There are several good candidates running, and I’m still an undecided voter myself. But there is one candidate running whose worldview lines up almost completely with my own. This is also the only candidate that doesn’t have a YouTube’s greatest hits of flip-flops, tough-to-justify endorsements of pro-infanticide RINOs, a comfy couch moment with Nancy Pelosi, nor any hint of scandal.
That candidate is Congresswoman Michele Bachmann.
Bachmann didn’t cave on the debt ceiling fiasco, she didn’t cave on the unconstitutional (illegal?) TARP, and she’s never caved on life and marriage when it came time to go on record as a lawmaker. Frankly, she’s shown more chutzpah than most of her male contemporaries. Instead of blogging about who can win or playing wannabe king-maker, this modern day Deborah deserves an “atta girl” from some of the men she’s shown more principled and determined leadership than.
That’s not to say Bachmann’s principles alone qualify her for the presidency, but it’s a good place to start. Sure, she still needs to better and more specifically explain how her principles will shape the way she governs going forward, and she needs to explain the implosion of her campaign following her victory in the Iowa Straw Poll. Being a good president is just as much about administrative capability as it is moral consistency.
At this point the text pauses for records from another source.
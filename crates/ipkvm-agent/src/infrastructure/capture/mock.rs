//! Mock capture driver for unit and integration testing.
//!
//! Buffers are plain vectors filled with a flat YUYV frame whose luma is
//! derived from the buffer index, so consecutive frames differ. Clones share
//! state, which lets a test keep a handle after moving the driver into a
//! [`CaptureDevice`](super::CaptureDevice) or the orchestrator.

use std::collections::VecDeque;
use std::io;
use std::sync::{Arc, Mutex};

use super::format::{FormatDescription, FourCc, Resolution};
use super::{CaptureDriver, CaptureError, FrameMemory};

#[derive(Debug, Default)]
struct MockState {
    open: bool,
    streaming: bool,
    resolution: Resolution,
    forced_resolution: Option<Resolution>,
    buffer_count: u32,
    queued: VecDeque<u32>,
    fail_open: bool,
    fail_set_format: bool,
    fail_dequeue: bool,
    fail_queue: bool,
    enumeration_limit: Option<usize>,
    calls: Vec<String>,
    formats_set: Vec<(Resolution, FourCc)>,
}

/// A [`CaptureDriver`] backed by heap memory.
#[derive(Debug, Clone, Default)]
pub struct MockCaptureDriver {
    state: Arc<Mutex<MockState>>,
}

/// Heap buffer that logs its own unmapping.
struct MockMemory {
    data: Vec<u8>,
    state: Arc<Mutex<MockState>>,
}

impl FrameMemory for MockMemory {
    fn as_slice(&self) -> &[u8] {
        &self.data
    }
}

impl Drop for MockMemory {
    fn drop(&mut self) {
        if let Ok(mut state) = self.state.lock() {
            state.calls.push("unmap".to_string());
        }
    }
}

impl MockCaptureDriver {
    pub fn new() -> Self {
        Self::default()
    }

    /// Makes the driver negotiate `resolution` whatever is requested.
    pub fn force_resolution(&self, resolution: Resolution) {
        self.with(|s| s.forced_resolution = Some(resolution));
    }

    pub fn fail_open(&self, fail: bool) {
        self.with(|s| s.fail_open = fail);
    }

    pub fn fail_set_format(&self, fail: bool) {
        self.with(|s| s.fail_set_format = fail);
    }

    pub fn fail_dequeue(&self, fail: bool) {
        self.with(|s| s.fail_dequeue = fail);
    }

    /// Makes every `queue_buffer` call fail.
    pub fn fail_queue(&self, fail: bool) {
        self.with(|s| s.fail_queue = fail);
    }

    /// Fails every enumeration before its first entry.
    pub fn fail_enumeration(&self, fail: bool) {
        self.fail_enumeration_after(fail.then_some(0));
    }

    /// Fails enumerations after `limit` entries; `None` lists everything.
    pub fn fail_enumeration_after(&self, limit: Option<usize>) {
        self.with(|s| s.enumeration_limit = limit);
    }

    /// Driver requests made so far, oldest first.
    pub fn calls(&self) -> Vec<String> {
        self.with(|s| s.calls.clone())
    }

    pub fn clear_calls(&self) {
        self.with(|s| s.calls.clear());
    }

    /// Every `(requested size, format)` passed to `set_format`.
    pub fn formats_set(&self) -> Vec<(Resolution, FourCc)> {
        self.with(|s| s.formats_set.clone())
    }

    pub fn is_streaming(&self) -> bool {
        self.with(|s| s.streaming)
    }

    fn with<R>(&self, f: impl FnOnce(&mut MockState) -> R) -> R {
        f(&mut self.state.lock().expect("lock poisoned"))
    }

    fn record(&self, call: impl Into<String>) {
        self.with(|s| s.calls.push(call.into()));
    }

    fn enumerate<T: Clone>(
        &self,
        what: &str,
        entries: &[T],
        out: &mut Vec<T>,
    ) -> Result<(), CaptureError> {
        let limit = self.with(|s| s.enumeration_limit);
        for (i, entry) in entries.iter().enumerate() {
            if limit.is_some_and(|l| i >= l) {
                return Err(unavailable(what));
            }
            out.push(entry.clone());
        }
        Ok(())
    }
}

fn unavailable(what: &str) -> CaptureError {
    CaptureError::Io(io::Error::new(io::ErrorKind::Other, format!("mock: {what}")))
}

impl CaptureDriver for MockCaptureDriver {
    fn open(&mut self, path: &str) -> Result<(), CaptureError> {
        self.record(format!("open({path})"));
        self.with(|s| {
            if s.fail_open {
                return Err(CaptureError::Open {
                    path: path.to_string(),
                    source: io::Error::new(io::ErrorKind::NotFound, "mock: no such device"),
                });
            }
            s.open = true;
            Ok(())
        })
    }

    fn close(&mut self) {
        self.record("close");
        self.with(|s| s.open = false);
    }

    fn is_open(&self) -> bool {
        self.with(|s| s.open)
    }

    fn enum_formats(&self, out: &mut Vec<FormatDescription>) -> Result<(), CaptureError> {
        let formats = [
            FormatDescription {
                fourcc: FourCc::YUYV,
                description: "YUYV 4:2:2".to_string(),
            },
            FormatDescription {
                fourcc: FourCc::MJPG,
                description: "Motion-JPEG".to_string(),
            },
        ];
        self.enumerate("enum formats", &formats, out)
    }

    fn enum_resolutions(
        &self,
        _fourcc: FourCc,
        out: &mut Vec<Resolution>,
    ) -> Result<(), CaptureError> {
        let sizes = [Resolution::new(640, 480), Resolution::new(1280, 720)];
        self.enumerate("enum frame sizes", &sizes, out)
    }

    fn enum_frame_rates(
        &self,
        _fourcc: FourCc,
        _resolution: Resolution,
        out: &mut Vec<u32>,
    ) -> Result<(), CaptureError> {
        self.enumerate("enum frame intervals", &[30, 15], out)
    }

    fn set_format(
        &mut self,
        resolution: Resolution,
        fourcc: FourCc,
    ) -> Result<Resolution, CaptureError> {
        self.record(format!("set_format({resolution} {fourcc})"));
        self.with(|s| {
            if s.fail_set_format {
                return Err(CaptureError::Negotiation("mock: format rejected".to_string()));
            }
            s.formats_set.push((resolution, fourcc));
            s.resolution = s.forced_resolution.unwrap_or(resolution);
            Ok(s.resolution)
        })
    }

    fn set_frame_rate(&mut self, fps: u32) -> Result<(), CaptureError> {
        self.record(format!("set_frame_rate({fps})"));
        Ok(())
    }

    fn request_buffers(&mut self, count: u32) -> Result<u32, CaptureError> {
        self.record(format!("request_buffers({count})"));
        self.with(|s| {
            s.buffer_count = count;
            s.queued.clear();
        });
        Ok(count)
    }

    fn map_buffer(&mut self, index: u32) -> Result<Box<dyn FrameMemory>, CaptureError> {
        self.record(format!("map({index})"));
        let (resolution, count) = self.with(|s| (s.resolution, s.buffer_count));
        if index >= count {
            return Err(CaptureError::Buffer(format!("mock: no buffer {index}")));
        }
        let luma = 16 + (index as u8).wrapping_mul(40);
        let data = [luma, 128]
            .repeat(resolution.pixels() as usize);
        Ok(Box::new(MockMemory {
            data,
            state: Arc::clone(&self.state),
        }))
    }

    fn queue_buffer(&mut self, index: u32) -> Result<(), CaptureError> {
        self.with(|s| {
            if index >= s.buffer_count {
                return Err(CaptureError::Buffer(format!("mock: no buffer {index}")));
            }
            if s.fail_queue {
                return Err(unavailable("queue buffer"));
            }
            s.queued.push_back(index);
            Ok(())
        })
    }

    fn dequeue_buffer(&mut self) -> Result<(u32, usize), CaptureError> {
        self.with(|s| {
            if s.fail_dequeue || !s.streaming {
                return Err(unavailable("dequeue"));
            }
            let index = s.queued.pop_front().ok_or_else(|| unavailable("no queued buffer"))?;
            Ok((index, s.resolution.pixels() as usize * 2))
        })
    }

    fn stream_on(&mut self) -> Result<(), CaptureError> {
        self.record("stream_on");
        self.with(|s| s.streaming = true);
        Ok(())
    }

    fn stream_off(&mut self) -> Result<(), CaptureError> {
        self.record("stream_off");
        self.with(|s| s.streaming = false);
        Ok(())
    }
}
But no other Republican presidential candidate running this cycle has been more consistently faithful as a public servant both in their personal and public life, so she at least deserves every opportunity to make her case to the voters before we move on to the “more electable” candidates and potentially get fooled again.
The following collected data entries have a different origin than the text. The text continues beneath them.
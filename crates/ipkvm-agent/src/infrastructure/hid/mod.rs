//! Serial HID injection: the driver side of the command pipeline.
//!
//! The orchestrator drains the command queue into a [`HidDriver`]. The
//! production driver talks to a CH9329 chip over a serial port; the
//! dry-run driver only logs, and the recording driver captures commands
//! for tests.

use ipkvm_core::{HidCommand, HidCommandKind, ModifierMask, MouseButtons};
use thiserror::Error;

pub mod ch9329;
pub mod logging;
pub mod mock;

pub use ch9329::Ch9329Driver;
pub use logging::LoggingHidDriver;

/// Error type for HID driver operations.
#[derive(Debug, Error)]
pub enum HidError {
    /// The serial port could not be opened or configured.
    #[error("failed to open serial port {path}: {source}")]
    Open {
        path: String,
        #[source]
        source: serialport::Error,
    },

    /// Writing to or reading from the port failed.
    #[error("serial I/O error: {0}")]
    Io(#[from] std::io::Error),

    /// The chip did not answer a query.
    #[error("no response from HID chip")]
    NoResponse,

    /// The chip answered with a malformed or unexpected frame.
    #[error("unexpected response from HID chip: {0}")]
    BadResponse(String),
}

/// A device that injects keyboard and mouse reports into the target.
///
/// Values passed in are already range-limited by [`HidCommand`]'s
/// constructors.
pub trait HidDriver: Send {
    /// Sends an absolute pointer report (`x`, `y` in `0..=4095`).
    fn send_mouse_absolute(
        &mut self,
        buttons: MouseButtons,
        x: u16,
        y: u16,
        wheel: i8,
    ) -> Result<(), HidError>;

    /// Sends a relative pointer report.
    fn send_mouse_relative(
        &mut self,
        buttons: MouseButtons,
        dx: i8,
        dy: i8,
        wheel: i8,
    ) -> Result<(), HidError>;

    /// Sends a keyboard report with one key slot; `key == 0` releases all keys.
    fn send_keyboard(&mut self, modifiers: ModifierMask, key: u8) -> Result<(), HidError>;

    /// Routes `cmd` to the matching report.
    fn dispatch(&mut self, cmd: &HidCommand) -> Result<(), HidError> {
        match cmd.kind {
            HidCommandKind::MouseAbsolute => self.send_mouse_absolute(
                cmd.buttons(),
                cmd.p1.clamp(0, i32::from(u16::MAX)) as u16,
                cmd.p2.clamp(0, i32::from(u16::MAX)) as u16,
                to_i8(cmd.p4),
            ),
            HidCommandKind::MouseRelative => self.send_mouse_relative(
                cmd.buttons(),
                to_i8(cmd.p1),
                to_i8(cmd.p2),
                to_i8(cmd.p4),
            ),
            HidCommandKind::Keyboard => {
                self.send_keyboard(ModifierMask::from_bits(cmd.p1 as u8), cmd.p2 as u8)
            }
        }
    }
}

fn to_i8(value: i32) -> i8 {
    value.clamp(i32::from(i8::MIN), i32::from(i8::MAX)) as i8
}

#[cfg(test)]
mod tests {
    use super::mock::RecordingHidDriver;
    use super::*;

    #[test]
    fn test_dispatch_routes_each_kind_to_its_report() {
        // Arrange
        let mut driver = RecordingHidDriver::new();
        let commands = [
            HidCommand::mouse_absolute(4095, 12, MouseButtons::LEFT, -1),
            HidCommand::mouse_relative(-127, 5, MouseButtons::RIGHT, 2),
            HidCommand::keyboard(ModifierMask::LEFT_ALT, 0x2B),
        ];

        // Act
        for cmd in &commands {
            driver.dispatch(cmd).unwrap();
        }

        // Assert
        assert_eq!(driver.sent(), commands.to_vec());
    }
}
By the way, as for those “more electable candidates” here’s something to consider. In the last 10 years Bachmann has won seven truly contested elections – including becoming the first woman ever elected to Congress from Minnesota – if you count the Iowa Straw Poll. How does that stack up with a few of her campaign rivals?
Rick Perry: 4 (2002 Texas governor’s race, 2006 Texas governor’s race, 2010 Texas gubernatorial primary, and the 2010 Texas governor’s race)
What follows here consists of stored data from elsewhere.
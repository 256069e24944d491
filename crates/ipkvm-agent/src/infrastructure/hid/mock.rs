//! Recording HID driver for tests.
//!
//! Every report is stored as the [`HidCommand`] it came from. The log is
//! shared through an `Arc`, so a test keeps a handle after moving the driver
//! into the orchestrator.

use std::sync::{Arc, Mutex};

use ipkvm_core::{HidCommand, ModifierMask, MouseButtons};

use super::{HidDriver, HidError};

/// A [`HidDriver`] that records every report it is asked to send.
#[derive(Debug, Clone, Default)]
pub struct RecordingHidDriver {
    sent: Arc<Mutex<Vec<HidCommand>>>,
}

impl RecordingHidDriver {
    pub fn new() -> Self {
        Self::default()
    }

    /// Returns a snapshot of every report sent so far.
    pub fn sent(&self) -> Vec<HidCommand> {
        self.sent.lock().expect("lock poisoned").clone()
    }

    fn record(&self, cmd: HidCommand) {
        self.sent.lock().expect("lock poisoned").push(cmd);
    }
}

impl HidDriver for RecordingHidDriver {
    fn send_mouse_absolute(
        &mut self,
        buttons: MouseButtons,
        x: u16,
        y: u16,
        wheel: i8,
    ) -> Result<(), HidError> {
        self.record(HidCommand::mouse_absolute(
            i32::from(x),
            i32::from(y),
            buttons,
            i32::from(wheel),
        ));
        Ok(())
    }

    fn send_mouse_relative(
        &mut self,
        buttons: MouseButtons,
        dx: i8,
        dy: i8,
        wheel: i8,
    ) -> Result<(), HidError> {
        self.record(HidCommand::mouse_relative(
            i32::from(dx),
            i32::from(dy),
            buttons,
            i32::from(wheel),
        ));
        Ok(())
    }

    fn send_keyboard(&mut self, modifiers: ModifierMask, key: u8) -> Result<(), HidError> {
        self.record(HidCommand::keyboard(modifiers, key));
        Ok(())
    }
}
Mitt Romney: 3 (2002 Massachusetts governor’s race, 2007 Iowa Straw Poll, and the 2008 Michigan presidential primary)
Herman Cain: 0
Newt Gingrich: 0
Rick Santorum: 0
Are there things Bachmann has said and done I do disagree with? Absolutely! Heck, there are things I’ve said or done that I now disagree with. Nobody’s perfect, so there’s no need to make the perfect the enemy of the good. But we’re not looking for perfection. We’re looking for integrity, which I define as a moral consistency between belief and behavior. It’s pretty clear that Bachmann has that integrity, which is why she has also been found faithful.
Maintaining that integrity is more important than ever, because the clock is ticking on our civilization. Historically-speaking, nations that embrace the moral and financial bankruptcy crippling this nation don’t last very long. We do not have another generation to waste on bargaining with an ineffective and immoral system that seeks to snuff out all virtue at all times We need to challenge this failed system with integrity, and stop pouring new wine into old wineskins.
It is vital that we as Christians cease playing the political process game that has led to us being fooled time and time again, and instead do what is right no matter what the politicians, the pollsters, or the people around us are pressuring us to do.
We can start by supporting candidates that have proven their faithfulness, regardless of what those unfaithful to our Constitution and “the Laws of Nature and Nature’s God” try to tell us to do. Why would we take advice on how to do what’s right from those who don’t know right from wrong?